═════ Provided records ═════

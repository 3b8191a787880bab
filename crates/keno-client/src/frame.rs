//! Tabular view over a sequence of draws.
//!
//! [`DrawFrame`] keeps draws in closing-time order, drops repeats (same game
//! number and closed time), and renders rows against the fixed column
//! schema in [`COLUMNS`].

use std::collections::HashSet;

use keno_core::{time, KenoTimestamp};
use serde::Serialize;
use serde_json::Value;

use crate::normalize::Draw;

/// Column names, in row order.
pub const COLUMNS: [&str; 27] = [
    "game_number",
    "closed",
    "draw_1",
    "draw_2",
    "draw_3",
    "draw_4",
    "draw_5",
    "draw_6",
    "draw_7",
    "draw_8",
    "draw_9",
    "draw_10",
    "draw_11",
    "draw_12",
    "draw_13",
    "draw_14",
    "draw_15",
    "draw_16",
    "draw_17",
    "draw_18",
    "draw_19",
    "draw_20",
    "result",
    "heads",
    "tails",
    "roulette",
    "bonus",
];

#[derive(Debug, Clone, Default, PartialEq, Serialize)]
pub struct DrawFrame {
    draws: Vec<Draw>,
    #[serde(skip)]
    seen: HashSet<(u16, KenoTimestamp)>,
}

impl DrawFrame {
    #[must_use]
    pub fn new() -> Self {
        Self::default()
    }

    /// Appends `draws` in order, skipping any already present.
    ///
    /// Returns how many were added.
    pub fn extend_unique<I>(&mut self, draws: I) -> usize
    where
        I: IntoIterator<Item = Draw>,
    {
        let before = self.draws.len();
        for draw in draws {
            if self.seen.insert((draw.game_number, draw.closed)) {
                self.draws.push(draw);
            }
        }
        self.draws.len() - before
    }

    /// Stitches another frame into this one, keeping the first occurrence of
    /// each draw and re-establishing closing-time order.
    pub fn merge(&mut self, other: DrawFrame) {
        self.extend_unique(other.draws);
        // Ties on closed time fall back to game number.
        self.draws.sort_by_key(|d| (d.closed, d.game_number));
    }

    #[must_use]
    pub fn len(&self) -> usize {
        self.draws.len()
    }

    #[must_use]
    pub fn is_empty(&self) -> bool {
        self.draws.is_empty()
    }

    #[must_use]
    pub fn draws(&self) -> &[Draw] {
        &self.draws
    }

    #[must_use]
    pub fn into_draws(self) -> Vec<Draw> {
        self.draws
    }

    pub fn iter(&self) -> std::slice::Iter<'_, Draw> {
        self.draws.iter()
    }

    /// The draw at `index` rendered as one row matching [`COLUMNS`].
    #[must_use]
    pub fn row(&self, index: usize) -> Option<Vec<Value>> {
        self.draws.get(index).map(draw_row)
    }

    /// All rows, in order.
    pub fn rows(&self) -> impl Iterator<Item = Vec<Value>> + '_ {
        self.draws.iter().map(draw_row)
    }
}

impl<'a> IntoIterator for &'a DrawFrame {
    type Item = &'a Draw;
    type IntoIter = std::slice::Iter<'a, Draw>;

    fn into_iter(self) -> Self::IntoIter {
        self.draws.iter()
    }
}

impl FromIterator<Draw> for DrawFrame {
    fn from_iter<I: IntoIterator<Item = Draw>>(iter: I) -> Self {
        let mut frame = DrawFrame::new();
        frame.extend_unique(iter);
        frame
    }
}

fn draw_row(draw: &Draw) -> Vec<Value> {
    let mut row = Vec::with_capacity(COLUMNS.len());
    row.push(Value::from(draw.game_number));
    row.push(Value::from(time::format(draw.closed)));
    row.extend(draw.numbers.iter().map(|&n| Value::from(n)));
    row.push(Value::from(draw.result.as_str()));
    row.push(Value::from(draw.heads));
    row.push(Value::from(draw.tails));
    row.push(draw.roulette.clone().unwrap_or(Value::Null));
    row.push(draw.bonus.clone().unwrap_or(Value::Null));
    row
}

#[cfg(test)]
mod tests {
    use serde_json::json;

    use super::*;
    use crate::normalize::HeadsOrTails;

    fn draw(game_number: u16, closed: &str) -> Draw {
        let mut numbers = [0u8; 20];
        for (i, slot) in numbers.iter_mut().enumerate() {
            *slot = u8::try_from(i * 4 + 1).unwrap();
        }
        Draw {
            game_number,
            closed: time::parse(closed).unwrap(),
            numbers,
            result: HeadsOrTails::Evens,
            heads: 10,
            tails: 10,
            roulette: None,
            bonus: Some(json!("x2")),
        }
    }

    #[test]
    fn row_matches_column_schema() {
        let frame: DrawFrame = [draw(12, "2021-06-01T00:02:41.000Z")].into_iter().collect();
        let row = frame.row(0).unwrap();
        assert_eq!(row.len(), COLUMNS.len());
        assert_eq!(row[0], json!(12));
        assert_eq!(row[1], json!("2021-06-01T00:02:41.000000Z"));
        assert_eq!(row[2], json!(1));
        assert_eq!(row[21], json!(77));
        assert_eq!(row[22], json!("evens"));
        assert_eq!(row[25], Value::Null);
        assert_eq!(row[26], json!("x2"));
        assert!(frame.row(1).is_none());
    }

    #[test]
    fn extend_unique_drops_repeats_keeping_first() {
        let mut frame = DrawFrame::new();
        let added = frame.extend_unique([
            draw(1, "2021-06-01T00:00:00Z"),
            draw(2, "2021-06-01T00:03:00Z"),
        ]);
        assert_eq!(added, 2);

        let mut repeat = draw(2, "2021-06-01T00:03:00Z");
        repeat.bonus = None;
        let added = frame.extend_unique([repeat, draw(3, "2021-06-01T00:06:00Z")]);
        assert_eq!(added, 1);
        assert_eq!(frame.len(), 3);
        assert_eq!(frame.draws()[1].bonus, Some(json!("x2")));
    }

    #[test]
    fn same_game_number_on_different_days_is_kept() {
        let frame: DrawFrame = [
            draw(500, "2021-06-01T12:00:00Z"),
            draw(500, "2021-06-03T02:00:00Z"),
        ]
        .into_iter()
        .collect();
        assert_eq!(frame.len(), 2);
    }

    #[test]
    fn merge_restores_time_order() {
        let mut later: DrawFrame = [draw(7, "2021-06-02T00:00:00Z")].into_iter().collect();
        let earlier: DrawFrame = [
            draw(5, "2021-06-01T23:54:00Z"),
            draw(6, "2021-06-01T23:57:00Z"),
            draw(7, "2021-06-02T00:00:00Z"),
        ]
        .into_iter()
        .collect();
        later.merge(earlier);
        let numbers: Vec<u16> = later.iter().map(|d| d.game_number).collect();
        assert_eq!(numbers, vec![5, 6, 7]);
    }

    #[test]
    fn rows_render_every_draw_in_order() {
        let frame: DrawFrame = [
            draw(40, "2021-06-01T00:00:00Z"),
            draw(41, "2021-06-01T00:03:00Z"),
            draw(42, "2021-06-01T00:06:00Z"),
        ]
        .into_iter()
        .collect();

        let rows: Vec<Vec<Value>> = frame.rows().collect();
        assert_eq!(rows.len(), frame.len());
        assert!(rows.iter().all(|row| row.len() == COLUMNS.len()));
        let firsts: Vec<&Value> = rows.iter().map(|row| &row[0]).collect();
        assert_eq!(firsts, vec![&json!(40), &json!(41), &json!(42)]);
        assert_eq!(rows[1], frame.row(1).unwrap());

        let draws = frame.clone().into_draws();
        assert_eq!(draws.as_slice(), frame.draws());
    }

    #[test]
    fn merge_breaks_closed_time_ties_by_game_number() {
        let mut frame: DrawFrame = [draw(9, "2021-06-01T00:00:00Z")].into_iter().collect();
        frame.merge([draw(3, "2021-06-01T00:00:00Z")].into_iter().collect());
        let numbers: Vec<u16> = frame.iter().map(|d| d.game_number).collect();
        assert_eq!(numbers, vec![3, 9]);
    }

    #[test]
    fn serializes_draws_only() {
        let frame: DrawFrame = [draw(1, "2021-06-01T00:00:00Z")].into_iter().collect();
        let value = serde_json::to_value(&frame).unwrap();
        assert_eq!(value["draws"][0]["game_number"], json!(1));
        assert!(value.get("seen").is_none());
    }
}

═════

Problem details ::
With both ends included, please retype exactly the lines from the line containing "later.merge(earlier);" to the final line of the data.

Answer to this problem ::
        later.merge(earlier);
        let numbers: Vec<u16> = later.iter().map(|d| d.game_number).collect();
        assert_eq!(numbers, vec![5, 6, 7]);
    }

    #[test]
    fn rows_render_every_draw_in_order() {
        let frame: DrawFrame = [
            draw(40, "2021-06-01T00:00:00Z"),
            draw(41, "2021-06-01T00:03:00Z"),
            draw(42, "2021-06-01T00:06:00Z"),
        ]
        .into_iter()
        .collect();

        let rows: Vec<Vec<Value>> = frame.rows().collect();
        assert_eq!(rows.len(), frame.len());
        assert!(rows.iter().all(|row| row.len() == COLUMNS.len()));
        let firsts: Vec<&Value> = rows.iter().map(|row| &row[0]).collect();
        assert_eq!(firsts, vec![&json!(40), &json!(41), &json!(42)]);
        assert_eq!(rows[1], frame.row(1).unwrap());

        let draws = frame.clone().into_draws();
        assert_eq!(draws.as_slice(), frame.draws());
    }

    #[test]
    fn merge_breaks_closed_time_ties_by_game_number() {
        let mut frame: DrawFrame = [draw(9, "2021-06-01T00:00:00Z")].into_iter().collect();
        frame.merge([draw(3, "2021-06-01T00:00:00Z")].into_iter().collect());
        let numbers: Vec<u16> = frame.iter().map(|d| d.game_number).collect();
        assert_eq!(numbers, vec![3, 9]);
    }

    #[test]
    fn serializes_draws_only() {
        let frame: DrawFrame = [draw(1, "2021-06-01T00:00:00Z")].into_iter().collect();
        let value = serde_json::to_value(&frame).unwrap();
        assert_eq!(value["draws"][0]["game_number"], json!(1));
        assert!(value.get("seen").is_none());
    }
}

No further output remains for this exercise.